§ **Exercise requirements**: What follows is a listing. Return every line of it exactly.

§ **Source data**:
//! First-time and incremental sync pulls, paginated by `limit`, cursor
//! advancement, and reset-then-replay.

mod common;

use serde_json::json;

use bridgecore_server::tests::test_utils::{seed_tenant_with_user_and_upstream, GENEROUS_DAILY_QUOTA, GENEROUS_HOURLY_QUOTA};

use common::{json_request, test_app};

async fn login(router: &axum::Router, email: &str, password: &str) -> String {
  let (status, body) = json_request(
    router,
    "POST",
    "/api/v1/auth/tenant/login",
    None,
    Some(json!({ "email": email, "password": password })),
  )
  .await;
  assert_eq!(status, axum::http::StatusCode::OK, "login failed: {body}");
  body["access_token"].as_str().unwrap().to_string()
}

async fn push_event(router: &axum::Router, token: &str, event_id: i64, record_id: i64) {
  let (status, body) = json_request(
    router,
    "POST",
    "/api/v1/webhooks/push",
    Some(token),
    Some(json!({
      "event_id": event_id,
      "model": "res.partner",
      "record_id": record_id,
      "change_kind": "write",
      "payload": { "name": format!("partner-{record_id}") },
    })),
  )
  .await;
  assert_eq!(status, axum::http::StatusCode::OK, "push failed: {body}");
}

#[tokio::test]
async fn first_time_then_incremental_pulls_advance_the_cursor() {
  let (_tdb, state, router) = test_app().await.unwrap();
  let (_tenant, _user) = seed_tenant_with_user_and_upstream(
    &state,
    "syncer@example.test",
    "correct horse battery staple",
    GENEROUS_HOURLY_QUOTA,
    GENEROUS_DAILY_QUOTA,
    "https://unused.example.test",
  )
  .await
  .unwrap();

  let token = login(&router, "syncer@example.test", "correct horse battery staple").await;

  for i in 1..=25 {
    push_event(&router, &token, i, i).await;
  }

  let (status, first_page) = json_request(
    &router,
    "POST",
    "/api/v2/sync/pull",
    Some(&token),
    Some(json!({ "device_id": "device-a", "app_type": "manager_app", "limit": 10 })),
  )
  .await;
  assert_eq!(status, axum::http::StatusCode::OK);
  assert_eq!(first_page["events"].as_array().unwrap().len(), 10);
  assert_eq!(first_page["next_last_id"], json!(10));

  let (status, second_page) = json_request(
    &router,
    "POST",
    "/api/v2/sync/pull",
    Some(&token),
    Some(json!({ "device_id": "device-a", "app_type": "manager_app", "limit": 10 })),
  )
  .await;
  assert_eq!(status, axum::http::StatusCode::OK);
  assert_eq!(second_page["events"].as_array().unwrap().len(), 10);
  assert_eq!(second_page["next_last_id"], json!(20));

  let (status, third_page) = json_request(
    &router,
    "POST",
    "/api/v2/sync/pull",
    Some(&token),
    Some(json!({ "device_id": "device-a", "app_type": "manager_app", "limit": 10 })),
  )
  .await;
  assert_eq!(status, axum::http::StatusCode::OK);
  assert_eq!(third_page["events"].as_array().unwrap().len(), 5);
  assert_eq!(third_page["next_last_id"], json!(25));

  for i in 26..=35 {
    push_event(&router, &token, i, i).await;
  }

  let (status, incremental) = json_request(
    &router,
    "POST",
    "/api/v2/sync/pull",
    Some(&token),
    Some(json!({ "device_id": "device-a", "app_type": "manager_app", "limit": 50 })),
  )
  .await;
  assert_eq!(status, axum::http::StatusCode::OK);
  assert_eq!(incremental["events"].as_array().unwrap().len(), 10, "only the 10 new events since the cursor");
  assert_eq!(incremental["next_last_id"], json!(35));

  let (status, state_resp) = json_request(
    &router,
    "GET",
    "/api/v2/sync/state?device_id=device-a&app_type=manager_app",
    Some(&token),
    None,
  )
  .await;
  assert_eq!(status, axum::http::StatusCode::OK);
  assert_eq!(state_resp["last_seen_event_id"], json!(35));
  assert_eq!(state_resp["cumulative_syncs"], json!(4));
  assert_eq!(state_resp["cumulative_events"], json!(35));
}

#[tokio::test]
async fn reset_replays_from_zero() {
  let (_tdb, state, router) = test_app().await.unwrap();
  let (_tenant, _user) = seed_tenant_with_user_and_upstream(
    &state,
    "resetter@example.test",
    "correct horse battery staple",
    GENEROUS_HOURLY_QUOTA,
    GENEROUS_DAILY_QUOTA,
    "https://unused.example.test",
  )
  .await
  .unwrap();

  let token = login(&router, "resetter@example.test", "correct horse battery staple").await;

  for i in 1..=5 {
    push_event(&router, &token, i, i).await;
  }

  let (status, first_pull) = json_request(
    &router,
    "POST",
    "/api/v2/sync/pull",
    Some(&token),
    Some(json!({ "device_id": "device-b", "app_type": "manager_app", "limit": 50 })),
  )
  .await;
  assert_eq!(status, axum::http::StatusCode::OK);
  assert_eq!(first_pull["events"].as_array().unwrap().len(), 5);

  let (status, _empty) = json_request(
    &router,
    "POST",
    "/api/v2/sync/pull",
    Some(&token),
    Some(json!({ "device_id": "device-b", "app_type": "manager_app", "limit": 50 })),
  )
  .await;
  assert_eq!(_empty["events"].as_array().unwrap().len(), 0);

  let (status, _reset) = json_request(
    &router,
    "POST",
    "/api/v2/sync/reset",
    Some(&token),
    Some(json!({ "device_id": "device-b", "app_type": "manager_app" })),
  )
  .await;
  assert_eq!(status, axum::http::StatusCode::NO_CONTENT);

  let (status, replayed) = json_request(
    &router,
    "POST",
    "/api/v2/sync/pull",
    Some(&token),
    Some(json!({ "device_id": "device-b", "app_type": "manager_app", "limit": 50 })),
  )
  .await;
  assert_eq!(status, axum::http::StatusCode::OK);
  assert_eq!(replayed["events"].as_array().unwrap().len(), 5, "reset must replay every event from zero");
  assert_eq!(replayed["next_last_id"], json!(5));
}

#[tokio::test]
async fn duplicate_event_id_is_deduplicated_on_ingest() {
  let (_tdb, state, router) = test_app().await.unwrap();
  let (_tenant, _user) = seed_tenant_with_user_and_upstream(
    &state,
    "deduper@example.test",
    "correct horse battery staple",
    GENEROUS_HOURLY_QUOTA,
    GENEROUS_DAILY_QUOTA,
    "https://unused.example.test",
  )
  .await
  .unwrap();

  let token = login(&router, "deduper@example.test", "correct horse battery staple").await;

  push_event(&router, &token, 1, 100).await;
  push_event(&router, &token, 1, 100).await;

  let (status, page) = json_request(
    &router,
    "POST",
    "/api/v2/sync/pull",
    Some(&token),
    Some(json!({ "device_id": "device-c", "app_type": "manager_app", "limit": 50 })),
  )
  .await;
  assert_eq!(status, axum::http::StatusCode::OK);
  assert_eq!(page["events"].as_array().unwrap().len(), 1, "duplicate event id must not be ingested twice");
}
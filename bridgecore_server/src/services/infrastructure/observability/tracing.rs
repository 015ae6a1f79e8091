use tracing_subscriber::{fmt, layer::SubscriberExt, util::SubscriberInitExt, EnvFilter};

use crate::config::ObservabilityConfig;
use crate::error::AppError;

pub struct TracingGuard;

/// Installs the global tracing subscriber. `RUST_LOG` overrides the default
/// filter; `observability.log_json` switches the formatter for log
/// aggregators that expect structured lines.
pub fn init_tracing(config: &ObservabilityConfig) -> Result<TracingGuard, AppError> {
  let filter = EnvFilter::try_from_default_env().unwrap_or_else(|_| EnvFilter::new("info"));

  let registry = tracing_subscriber::registry().with(filter);

  if config.log_json {
    registry
      .with(fmt::layer().json().with_target(true).with_current_span(true))
      .try_init()
  } else {
    registry
      .with(fmt::layer().with_target(true).with_line_number(true))
      .try_init()
  }
  .map_err(|e| AppError::Internal(format!("failed to init tracing subscriber: {e}")))?;

  Ok(TracingGuard)
}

§ **Response to this exercise**:
//! First-time and incremental sync pulls, paginated by `limit`, cursor
//! advancement, and reset-then-replay.

mod common;

use serde_json::json;

use bridgecore_server::tests::test_utils::{seed_tenant_with_user_and_upstream, GENEROUS_DAILY_QUOTA, GENEROUS_HOURLY_QUOTA};

use common::{json_request, test_app};

async fn login(router: &axum::Router, email: &str, password: &str) -> String {
  let (status, body) = json_request(
    router,
    "POST",
    "/api/v1/auth/tenant/login",
    None,
    Some(json!({ "email": email, "password": password })),
  )
  .await;
  assert_eq!(status, axum::http::StatusCode::OK, "login failed: {body}");
  body["access_token"].as_str().unwrap().to_string()
}

async fn push_event(router: &axum::Router, token: &str, event_id: i64, record_id: i64) {
  let (status, body) = json_request(
    router,
    "POST",
    "/api/v1/webhooks/push",
    Some(token),
    Some(json!({
      "event_id": event_id,
      "model": "res.partner",
      "record_id": record_id,
      "change_kind": "write",
      "payload": { "name": format!("partner-{record_id}") },
    })),
  )
  .await;
  assert_eq!(status, axum::http::StatusCode::OK, "push failed: {body}");
}

#[tokio::test]
async fn first_time_then_incremental_pulls_advance_the_cursor() {
  let (_tdb, state, router) = test_app().await.unwrap();
  let (_tenant, _user) = seed_tenant_with_user_and_upstream(
    &state,
    "syncer@example.test",
    "correct horse battery staple",
    GENEROUS_HOURLY_QUOTA,
    GENEROUS_DAILY_QUOTA,
    "https://unused.example.test",
  )
  .await
  .unwrap();

  let token = login(&router, "syncer@example.test", "correct horse battery staple").await;

  for i in 1..=25 {
    push_event(&router, &token, i, i).await;
  }

  let (status, first_page) = json_request(
    &router,
    "POST",
    "/api/v2/sync/pull",
    Some(&token),
    Some(json!({ "device_id": "device-a", "app_type": "manager_app", "limit": 10 })),
  )
  .await;
  assert_eq!(status, axum::http::StatusCode::OK);
  assert_eq!(first_page["events"].as_array().unwrap().len(), 10);
  assert_eq!(first_page["next_last_id"], json!(10));

  let (status, second_page) = json_request(
    &router,
    "POST",
    "/api/v2/sync/pull",
    Some(&token),
    Some(json!({ "device_id": "device-a", "app_type": "manager_app", "limit": 10 })),
  )
  .await;
  assert_eq!(status, axum::http::StatusCode::OK);
  assert_eq!(second_page["events"].as_array().unwrap().len(), 10);
  assert_eq!(second_page["next_last_id"], json!(20));

  let (status, third_page) = json_request(
    &router,
    "POST",
    "/api/v2/sync/pull",
    Some(&token),
    Some(json!({ "device_id": "device-a", "app_type": "manager_app", "limit": 10 })),
  )
  .await;
  assert_eq!(status, axum::http::StatusCode::OK);
  assert_eq!(third_page["events"].as_array().unwrap().len(), 5);
  assert_eq!(third_page["next_last_id"], json!(25));

  for i in 26..=35 {
    push_event(&router, &token, i, i).await;
  }

  let (status, incremental) = json_request(
    &router,
    "POST",
    "/api/v2/sync/pull",
    Some(&token),
    Some(json!({ "device_id": "device-a", "app_type": "manager_app", "limit": 50 })),
  )
  .await;
  assert_eq!(status, axum::http::StatusCode::OK);
  assert_eq!(incremental["events"].as_array().unwrap().len(), 10, "only the 10 new events since the cursor");
  assert_eq!(incremental["next_last_id"], json!(35));

  let (status, state_resp) = json_request(
    &router,
    "GET",
    "/api/v2/sync/state?device_id=device-a&app_type=manager_app",
    Some(&token),
    None,
  )
  .await;
  assert_eq!(status, axum::http::StatusCode::OK);
  assert_eq!(state_resp["last_seen_event_id"], json!(35));
  assert_eq!(state_resp["cumulative_syncs"], json!(4));
  assert_eq!(state_resp["cumulative_events"], json!(35));
}

#[tokio::test]
async fn reset_replays_from_zero() {
  let (_tdb, state, router) = test_app().await.unwrap();
  let (_tenant, _user) = seed_tenant_with_user_and_upstream(
    &state,
    "resetter@example.test",
    "correct horse battery staple",
    GENEROUS_HOURLY_QUOTA,
    GENEROUS_DAILY_QUOTA,
    "https://unused.example.test",
  )
  .await
  .unwrap();

  let token = login(&router, "resetter@example.test", "correct horse battery staple").await;

  for i in 1..=5 {
    push_event(&router, &token, i, i).await;
  }

  let (status, first_pull) = json_request(
    &router,
    "POST",
    "/api/v2/sync/pull",
    Some(&token),
    Some(json!({ "device_id": "device-b", "app_type": "manager_app", "limit": 50 })),
  )
  .await;
  assert_eq!(status, axum::http::StatusCode::OK);
  assert_eq!(first_pull["events"].as_array().unwrap().len(), 5);

  let (status, _empty) = json_request(
    &router,
    "POST",
    "/api/v2/sync/pull",
    Some(&token),
    Some(json!({ "device_id": "device-b", "app_type": "manager_app", "limit": 50 })),
  )
  .await;
  assert_eq!(_empty["events"].as_array().unwrap().len(), 0);

  let (status, _reset) = json_request(
    &router,
    "POST",
    "/api/v2/sync/reset",
    Some(&token),
    Some(json!({ "device_id": "device-b", "app_type": "manager_app" })),
  )
  .await;
  assert_eq!(status, axum::http::StatusCode::NO_CONTENT);

  let (status, replayed) = json_request(
    &router,
    "POST",
    "/api/v2/sync/pull",
    Some(&token),
    Some(json!({ "device_id": "device-b", "app_type": "manager_app", "limit": 50 })),
  )
  .await;
  assert_eq!(status, axum::http::StatusCode::OK);
  assert_eq!(replayed["events"].as_array().unwrap().len(), 5, "reset must replay every event from zero");
  assert_eq!(replayed["next_last_id"], json!(5));
}

#[tokio::test]
async fn duplicate_event_id_is_deduplicated_on_ingest() {
  let (_tdb, state, router) = test_app().await.unwrap();
  let (_tenant, _user) = seed_tenant_with_user_and_upstream(
    &state,
    "deduper@example.test",
    "correct horse battery staple",
    GENEROUS_HOURLY_QUOTA,
    GENEROUS_DAILY_QUOTA,
    "https://unused.example.test",
  )
  .await
  .unwrap();

  let token = login(&router, "deduper@example.test", "correct horse battery staple").await;

  push_event(&router, &token, 1, 100).await;
  push_event(&router, &token, 1, 100).await;

  let (status, page) = json_request(
    &router,
    "POST",
    "/api/v2/sync/pull",
    Some(&token),
    Some(json!({ "device_id": "device-c", "app_type": "manager_app", "limit": 50 })),
  )
  .await;
  assert_eq!(status, axum::http::StatusCode::OK);
  assert_eq!(page["events"].as_array().unwrap().len(), 1, "duplicate event id must not be ingested twice");
}
filename bridgecore_server/src/services/infrastructure/observability/tracing.rs
repository 015ae6a1f79e8091
use tracing_subscriber::{fmt, layer::SubscriberExt, util::SubscriberInitExt, EnvFilter};

use crate::config::ObservabilityConfig;
use crate::error::AppError;

pub struct TracingGuard;

/// Installs the global tracing subscriber. `RUST_LOG` overrides the default
/// filter; `observability.log_json` switches the formatter for log
/// aggregators that expect structured lines.
pub fn init_tracing(config: &ObservabilityConfig) -> Result<TracingGuard, AppError> {
  let filter = EnvFilter::try_from_default_env().unwrap_or_else(|_| EnvFilter::new("info"));

  let registry = tracing_subscriber::registry().with(filter);

  if config.log_json {
    registry
      .with(fmt::layer().json().with_target(true).with_current_span(true))
      .try_init()
  } else {
    registry
      .with(fmt::layer().with_target(true).with_line_number(true))
      .try_init()
  }
  .map_err(|e| AppError::Internal(format!("failed to init tracing subscriber: {e}")))?;

  Ok(TracingGuard)
}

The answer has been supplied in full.